··· Exercise data ···
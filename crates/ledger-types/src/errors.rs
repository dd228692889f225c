//! # Error Types
//!
//! The full error taxonomy the transaction processor can surface. Every
//! rule failure aborts the current transaction with one of these kinds;
//! there is no local recovery inside the core.

use thiserror::Error;

/// Errors surfaced by the transaction processor.
#[derive(Debug, Clone, Error)]
pub enum LedgerError {
    /// Payload is malformed, tagged unrecognizably, or missing a required field.
    #[error("bad payload: {0}")]
    BadPayload(String),

    /// Signer does not hold the role the operation requires.
    #[error("forbidden: {0}")]
    Forbidden(String),

    /// A required entity (account, token, balance, manager, issuer) is absent.
    #[error("not found: {0}")]
    NotFound(String),

    /// A uniqueness invariant would be violated.
    #[error("conflict: {0}")]
    Conflict(String),

    /// Amount is non-positive or exceeds available supply.
    #[error("invalid amount: {0}")]
    InvalidAmount(String),

    /// Operation attempted on a token with INACTIVE status.
    #[error("inactive token: {0}")]
    InactiveToken(String),

    /// Transfer denied by the endorsement gate.
    #[error("not endorsed: {0}")]
    NotEndorsed(String),

    /// Heartbeat ran against a token with no "payments" attribute.
    #[error("schedule empty: {0}")]
    ScheduleEmpty(String),

    /// State-store timeout or unexpected invariant breach.
    #[error("internal error: {0}")]
    InternalError(String),
}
···
» Work to complete: Give back every line above, unchanged.

» Answer to this problem:
filename crates/ledger-types/src/errors.rs
repository dd228692889f225c
//! # Error Types
//!
//! The full error taxonomy the transaction processor can surface. Every
//! rule failure aborts the current transaction with one of these kinds;
//! there is no local recovery inside the core.

use thiserror::Error;

/// Errors surfaced by the transaction processor.
#[derive(Debug, Clone, Error)]
pub enum LedgerError {
    /// Payload is malformed, tagged unrecognizably, or missing a required field.
    #[error("bad payload: {0}")]
    BadPayload(String),

    /// Signer does not hold the role the operation requires.
    #[error("forbidden: {0}")]
    Forbidden(String),

    /// A required entity (account, token, balance, manager, issuer) is absent.
    #[error("not found: {0}")]
    NotFound(String),

    /// A uniqueness invariant would be violated.
    #[error("conflict: {0}")]
    Conflict(String),

    /// Amount is non-positive or exceeds available supply.
    #[error("invalid amount: {0}")]
    InvalidAmount(String),

    /// Operation attempted on a token with INACTIVE status.
    #[error("inactive token: {0}")]
    InactiveToken(String),

    /// Transfer denied by the endorsement gate.
    #[error("not endorsed: {0}")]
    NotEndorsed(String),

    /// Heartbeat ran against a token with no "payments" attribute.
    #[error("schedule empty: {0}")]
    ScheduleEmpty(String),

    /// State-store timeout or unexpected invariant breach.
    #[error("internal error: {0}")]
    InternalError(String),
}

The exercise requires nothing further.